Rather, the court said that "in the absence of an evidentiary hearing,
a plaintiff must present sufficiently 'detailed affidavits' to permit
the court to apply the appropriate factors in awarding damages" in
excess of $20,000.
Universal Studios argued that it should receive $50,000 for each
unauthorized tape. The studio's logic was "that the average price of
a movie ticket is $7...[and] each [counterfeit] film could be viewed
on a daily basis by 25 (or more) people times 365." The studio argued
the resulting loss would be "$60,937.50 for each one copy of the film
in a year."
Lawyer's Note:
Statutory damages provide up to $50,000 for willful infringement.
This applies to each work infringed, not each infringing copy.

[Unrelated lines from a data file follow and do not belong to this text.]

// Copyright (c) 2022-2023 The MobileCoin Foundation

//! Signing request types

use bitcoin::{sighash::EcdsaSighashType, OutPoint, Transaction, TxOut};

use ledger_btc_apdu::prelude::{CoinId, KeyPath};

use crate::Error;

/// Previous output being spent
#[derive(Clone, Debug, PartialEq)]
pub struct Coin {
    pub outpoint: OutPoint,
    pub txout: TxOut,
}

impl Coin {
    pub fn new(outpoint: OutPoint, txout: TxOut) -> Self {
        Self { outpoint, txout }
    }

    /// Fetch the coin for output `vout` of a funding transaction
    pub fn from_tx(tx: &Transaction, vout: u32) -> Result<Self, Error> {
        let txout = tx
            .output
            .get(vout as usize)
            .ok_or(Error::MissingOutput(vout))?;

        Ok(Self {
            outpoint: OutPoint::new(tx.compute_txid(), vout),
            txout: txout.clone(),
        })
    }
}

/// Request to sign a single input of a spending transaction.
///
/// Requests carrying the previous transaction are signed via device-attested
/// trusted inputs, requests without one are signed as segwit inputs from the
/// coin amount alone.
#[derive(Clone, Debug, PartialEq)]
pub struct SignatureRequest {
    /// Output being spent
    pub input_coin: Coin,
    /// Transaction containing `input_coin`, required for legacy inputs
    pub input_transaction: Option<Transaction>,
    /// Derivation path of the key controlling `input_coin`
    pub key_path: KeyPath,
}

impl SignatureRequest {
    /// Create a legacy signing request for output `vout` of `tx`
    pub fn legacy(tx: &Transaction, vout: u32, key_path: KeyPath) -> Result<Self, Error> {
        Ok(Self {
            input_coin: Coin::from_tx(tx, vout)?,
            input_transaction: Some(tx.clone()),
            key_path,
        })
    }

    /// Create a segwit signing request for a coin
    pub fn segwit(input_coin: Coin, key_path: KeyPath) -> Self {
        Self {
            input_coin,
            input_transaction: None,
            key_path,
        }
    }
}

/// Transaction signing options
#[derive(Clone, Debug, PartialEq)]
pub struct SignOptions {
    /// Signature hash type requested for every input
    pub sighash: EcdsaSighashType,

    /// Check the device is configured for this coin prior to signing
    pub expected_coin: Option<CoinId>,
}

impl Default for SignOptions {
    fn default() -> Self {
        Self {
            sighash: EcdsaSighashType::All,
            expected_coin: None,
        }
    }
}
// Copyright (c) 2022-2023 The MobileCoin Foundation

//! Ledger Bitcoin API Library (and CLI)
//!
//! Host side driver for the Bitcoin application on Ledger-style USB HID
//! hardware wallets. A [DeviceHandle] serialises commands to a connected
//! device, with [DeviceHandle::sign_transaction] driving the multi-step
//! signing protocol.
//!

/// Packet transports and APDU framing
pub mod transport;

/// Re-export `ledger-btc-apdu` for consumers
pub use ledger_btc_apdu::{self as apdu};

mod handle;
pub use handle::{DeviceHandle, HandleConfig};

mod error;
pub use error::Error;

pub mod tx;

#[cfg(feature = "transport_hid")]
mod provider;
#[cfg(feature = "transport_hid")]
pub use provider::{Connect, LedgerInfo, LedgerProvider};
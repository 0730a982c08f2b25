// Copyright (c) 2022-2023 The MobileCoin Foundation

//! Transaction hashing APDUs
//!
//! Inputs of the spending transaction are streamed with [HashInputStartReq],
//! outputs with [HashInputFinalizeReq]. The device maintains a running hash
//! across these calls that is consumed by [HashSignReq][crate::hash_sign::HashSignReq].

use alloc::vec::Vec;

use encdec::{DecodeOwned, Encode};

use super::{
    helpers::{read_varint, varint_len, write_varint},
    trusted_input::BlockKind,
    ApduError, ApduReq, Instruction,
};

/// Transaction context selection for [HashInputStartReq]
#[derive(Copy, Clone, PartialEq, Eq, Debug, num_enum::TryFromPrimitive)]
#[repr(u8)]
pub enum StartMode {
    /// Start a new (legacy) transaction, resetting the hash context
    NewLegacy = 0x00,
    /// Start a new segwit transaction, resetting the hash context
    NewSegwit = 0x02,
    /// Continue the current transaction
    Continue = 0x80,
}

/// Hash input start request block
///
/// The first block (`P1 = 0x00`) carries the transaction version and input count,
/// subsequent blocks (`P1 = 0x80`) carry an [InputHeader] followed by blocks of
/// script and sequence data.
#[derive(Clone, PartialEq, Debug)]
pub struct HashInputStartReq {
    pub block: BlockKind,
    pub mode: StartMode,
    pub data: Vec<u8>,
}

impl HashInputStartReq {
    /// Transaction header block (version and input count)
    pub fn header(mode: StartMode, version: &[u8; 4], input_count: u64) -> Self {
        let mut data = Vec::with_capacity(4 + varint_len(input_count));
        data.extend_from_slice(version);
        write_varint(&mut data, input_count);

        Self {
            block: BlockKind::First,
            mode,
            data,
        }
    }

    /// Input header or script data block, these always carry `P2 = 0x00`
    pub fn next(data: Vec<u8>) -> Self {
        Self {
            block: BlockKind::Next,
            mode: StartMode::Continue,
            data,
        }
    }
}

impl ApduReq for HashInputStartReq {
    const INS: Instruction = Instruction::HashInputStart;

    fn p1(&self) -> u8 {
        self.block as u8
    }

    fn p2(&self) -> u8 {
        match self.block {
            BlockKind::First => self.mode as u8,
            BlockKind::Next => 0x00,
        }
    }

    fn decode_req(p1: u8, p2: u8, data: &[u8]) -> Result<Self, ApduError> {
        let block = BlockKind::try_from(p1).map_err(|_| ApduError::InvalidParameter)?;

        let mode = match block {
            BlockKind::First => StartMode::try_from(p2).map_err(|_| ApduError::InvalidParameter)?,
            BlockKind::Next => StartMode::Continue,
        };

        Ok(Self {
            block,
            mode,
            data: data.to_vec(),
        })
    }
}

impl Encode for HashInputStartReq {
    type Error = ApduError;

    fn encode_len(&self) -> Result<usize, Self::Error> {
        Ok(self.data.len())
    }

    fn encode(&self, buff: &mut [u8]) -> Result<usize, Self::Error> {
        if buff.len() < self.data.len() {
            return Err(ApduError::InvalidLength);
        }

        buff[..self.data.len()].copy_from_slice(&self.data);

        Ok(self.data.len())
    }
}

/// Input reference supplied to the device while hashing
#[derive(Clone, PartialEq, Eq, Debug)]
pub enum InputRecord {
    /// Trusted input blob, as returned by the device
    Trusted(Vec<u8>),
    /// Raw previous output (segwit), outpoint and amount
    Segwit { outpoint: [u8; 36], amount: u64 },
}

impl InputRecord {
    const TRUSTED: u8 = 0x01;
    const SEGWIT: u8 = 0x02;
}

/// Input header block, an [InputRecord] followed by the script length
///
/// ## Encoding
/// ```text
/// Trusted:  | 0x01 | BLOB_LEN (u8) | BLOB ... | SCRIPT_LEN (varint) |
/// Segwit:   | 0x02 | OUTPOINT (36) | AMOUNT (u64 LE) | SCRIPT_LEN (varint) |
/// ```
#[derive(Clone, PartialEq, Eq, Debug)]
pub struct InputHeader {
    pub record: InputRecord,
    pub script_len: u64,
}

impl Encode for InputHeader {
    type Error = ApduError;

    fn encode_len(&self) -> Result<usize, Self::Error> {
        let n = match &self.record {
            InputRecord::Trusted(t) => 2 + t.len(),
            InputRecord::Segwit { .. } => 1 + 36 + 8,
        };

        Ok(n + varint_len(self.script_len))
    }

    fn encode(&self, buff: &mut [u8]) -> Result<usize, Self::Error> {
        let mut b = Vec::with_capacity(self.encode_len()?);

        match &self.record {
            InputRecord::Trusted(t) => {
                if t.len() > 0xff {
                    return Err(ApduError::InvalidLength);
                }
                b.push(InputRecord::TRUSTED);
                b.push(t.len() as u8);
                b.extend_from_slice(t);
            }
            InputRecord::Segwit { outpoint, amount } => {
                b.push(InputRecord::SEGWIT);
                b.extend_from_slice(outpoint);
                b.extend_from_slice(&amount.to_le_bytes());
            }
        }
        write_varint(&mut b, self.script_len);

        if buff.len() < b.len() {
            return Err(ApduError::InvalidLength);
        }
        buff[..b.len()].copy_from_slice(&b);

        Ok(b.len())
    }
}

impl DecodeOwned for InputHeader {
    type Output = Self;
    type Error = ApduError;

    fn decode_owned(buff: &[u8]) -> Result<(Self::Output, usize), Self::Error> {
        let (record, n) = match buff.first() {
            Some(&InputRecord::TRUSTED) => {
                let len = *buff.get(1).ok_or(ApduError::InvalidLength)? as usize;
                let t = buff.get(2..2 + len).ok_or(ApduError::InvalidLength)?;
                (InputRecord::Trusted(t.to_vec()), 2 + len)
            }
            Some(&InputRecord::SEGWIT) => {
                let b = buff.get(1..45).ok_or(ApduError::InvalidLength)?;

                let mut outpoint = [0u8; 36];
                outpoint.copy_from_slice(&b[..36]);

                let mut amount = [0u8; 8];
                amount.copy_from_slice(&b[36..]);

                let amount = u64::from_le_bytes(amount);
                (InputRecord::Segwit { outpoint, amount }, 45)
            }
            Some(_) => return Err(ApduError::InvalidEncoding),
            None => return Err(ApduError::InvalidLength),
        };

        let (script_len, m) = read_varint(&buff[n..])?;

        Ok((Self { record, script_len }, n + m))
    }
}

/// Output block kind for [HashInputFinalizeReq]
#[derive(Copy, Clone, PartialEq, Eq, Debug, num_enum::TryFromPrimitive)]
#[repr(u8)]
pub enum FinalizeBlock {
    /// More output data follows
    More = 0x00,
    /// Final block of output data
    Last = 0x80,
    /// Change derivation path, sent prior to output data
    ChangePath = 0xff,
}

/// Hash input finalize request block, streaming serialised outputs
#[derive(Clone, PartialEq, Debug)]
pub struct HashInputFinalizeReq {
    pub block: FinalizeBlock,
    pub data: Vec<u8>,
}

impl HashInputFinalizeReq {
    pub fn new(block: FinalizeBlock, data: Vec<u8>) -> Self {
        Self { block, data }
    }
}

impl ApduReq for HashInputFinalizeReq {
    const INS: Instruction = Instruction::HashInputFinalizeFull;

    /// The final block may await on-device confirmation of outputs
    const CONFIRMABLE: bool = true;

    fn p1(&self) -> u8 {
        self.block as u8
    }

    fn decode_req(p1: u8, _p2: u8, data: &[u8]) -> Result<Self, ApduError> {
        Ok(Self {
            block: FinalizeBlock::try_from(p1).map_err(|_| ApduError::InvalidParameter)?,
            data: data.to_vec(),
        })
    }
}

impl Encode for HashInputFinalizeReq {
    type Error = ApduError;

    fn encode_len(&self) -> Result<usize, Self::Error> {
        Ok(self.data.len())
    }

    fn encode(&self, buff: &mut [u8]) -> Result<usize, Self::Error> {
        if buff.len() < self.data.len() {
            return Err(ApduError::InvalidLength);
        }

        buff[..self.data.len()].copy_from_slice(&self.data);

        Ok(self.data.len())
    }
}

/// Continuation signal from the final [HashInputFinalizeReq] block
#[derive(Copy, Clone, PartialEq, Eq, Debug)]
pub enum FinalizeStatus {
    /// Device is ready to sign
    Ready,
    /// Device requests further user confirmation before signing
    ConfirmationRequested,
}

/// Hash input finalize response
///
/// Intermediate blocks return an empty payload (decoded as [FinalizeStatus::Ready]),
/// the last block returns `| CONFIRMATION (u8) | RESERVED (u8) |`.
#[derive(Copy, Clone, PartialEq, Eq, Debug)]
pub struct HashInputFinalizeResp {
    pub status: FinalizeStatus,
}

impl Encode for HashInputFinalizeResp {
    type Error = ApduError;

    fn encode_len(&self) -> Result<usize, Self::Error> {
        Ok(2)
    }

    fn encode(&self, buff: &mut [u8]) -> Result<usize, Self::Error> {
        if buff.len() < 2 {
            return Err(ApduError::InvalidLength);
        }

        buff[0] = match self.status {
            FinalizeStatus::Ready => 0x00,
            FinalizeStatus::ConfirmationRequested => 0x01,
        };
        buff[1] = 0x00;

        Ok(2)
    }
}

impl DecodeOwned for HashInputFinalizeResp {
    type Output = Self;
    type Error = ApduError;

    fn decode_owned(buff: &[u8]) -> Result<(Self::Output, usize), Self::Error> {
        let status = match buff.first() {
            None | Some(0x00) => FinalizeStatus::Ready,
            Some(_) => FinalizeStatus::ConfirmationRequested,
        };

        Ok((Self { status }, buff.len()))
    }
}

#[cfg(test)]
mod test {
    use alloc::vec;

    use super::*;
    use crate::test::{encode_decode_req, encode_decode_resp};

    #[test]
    fn hash_input_header_block() {
        let req = HashInputStartReq::header(StartMode::NewSegwit, &[2, 0, 0, 0], 3);

        let c = encode_decode_req(&req);
        assert_eq!((c.p1, c.p2), (0x00, 0x02));
        assert_eq!(&c.data, &[2, 0, 0, 0, 3]);
    }

    #[test]
    fn hash_input_record_block() {
        let req = HashInputStartReq::next(vec![0x76, 0xa9, 0xff, 0xff, 0xff, 0xff]);

        let c = encode_decode_req(&req);
        assert_eq!((c.p1, c.p2), (0x80, 0x00));
    }

    #[test]
    fn trusted_input_header() {
        let h = InputHeader {
            record: InputRecord::Trusted(vec![0x32; 56]),
            script_len: 25,
        };

        let mut buff = [0u8; 64];
        let n = h.encode(&mut buff).unwrap();

        assert_eq!(n, 1 + 1 + 56 + 1);
        assert_eq!(&buff[..2], &[0x01, 56]);
        assert_eq!(InputHeader::decode_owned(&buff[..n]), Ok((h, n)));
    }

    #[test]
    fn segwit_input_header() {
        let h = InputHeader {
            record: InputRecord::Segwit {
                outpoint: [0xab; 36],
                amount: 110_000_000,
            },
            script_len: 0x1_0000,
        };

        let mut buff = [0u8; 64];
        let n = h.encode(&mut buff).unwrap();

        assert_eq!(n, 45 + 5);
        assert_eq!(buff[0], 0x02);
        assert_eq!(&buff[37..45], &110_000_000u64.to_le_bytes());
        assert_eq!(InputHeader::decode_owned(&buff[..n]), Ok((h, n)));
    }

    #[test]
    fn unknown_input_marker() {
        assert_eq!(
            InputHeader::decode_owned(&[0x07, 0x00]),
            Err(ApduError::InvalidEncoding)
        );
    }

    #[test]
    fn finalize_blocks() {
        let c = encode_decode_req(&HashInputFinalizeReq::new(FinalizeBlock::Last, vec![1, 2]));
        assert_eq!(c.p1, 0x80);

        let c = encode_decode_req(&HashInputFinalizeReq::new(FinalizeBlock::ChangePath, vec![]));
        assert_eq!(c.p1, 0xff);
    }

    #[test]
    fn finalize_status() {
        let r = HashInputFinalizeResp {
            status: FinalizeStatus::ConfirmationRequested,
        };
        encode_decode_resp(&r);

        assert_eq!(
            HashInputFinalizeResp::decode_owned(&[]).unwrap().0.status,
            FinalizeStatus::Ready
        );
    }
}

The court decided this was a stretch, and interpreted the amount in
the statute to apply to each work infringed, not each individual copy of
the tape. It held that Universal could recover $50,000 jointly, from all
of the co-defendants, and not a separate award from each infringing
defendants. The court quoted Congressional hearings for the statute,
in interpreting Congressional intent. "A single infringer of a single
work is liable for a single amount... no matter how many acts of infringement
are involved in the action, and regardless of whether the acts were separate,
isolated, or occurred in a related series..." 3 Thus, it would
appear to be the law of the land that, when it comes to copyright infringement,
it's one damage award per customer, no matter how many copies or codefendants.
Injunctions
An injunction is a court order directing a party to stop doing
something -- such as selling merchandise that infringes on a copyright.
The copyright statute authorizes both temporary and permanent injunctions.4
To obtain a preliminary, or temporary injunction against an infringer
pending the outcome of a trial, you're required to prove likelihood that
you will ultimately be successful on the merits of your lawsuit for
infringement. You must also show that you will irreparably harmed if the
court does not order the infringers to stop what they're doing. As a practical
matter, the courts will issue on order for a preliminary injunction if you can
show you have met the basic evidentiary standards to show infringement
(called a prima facie case).5 If you are successful at trial, the court will issue a permanent injunction
if there is a threat of continued violations by the defendant.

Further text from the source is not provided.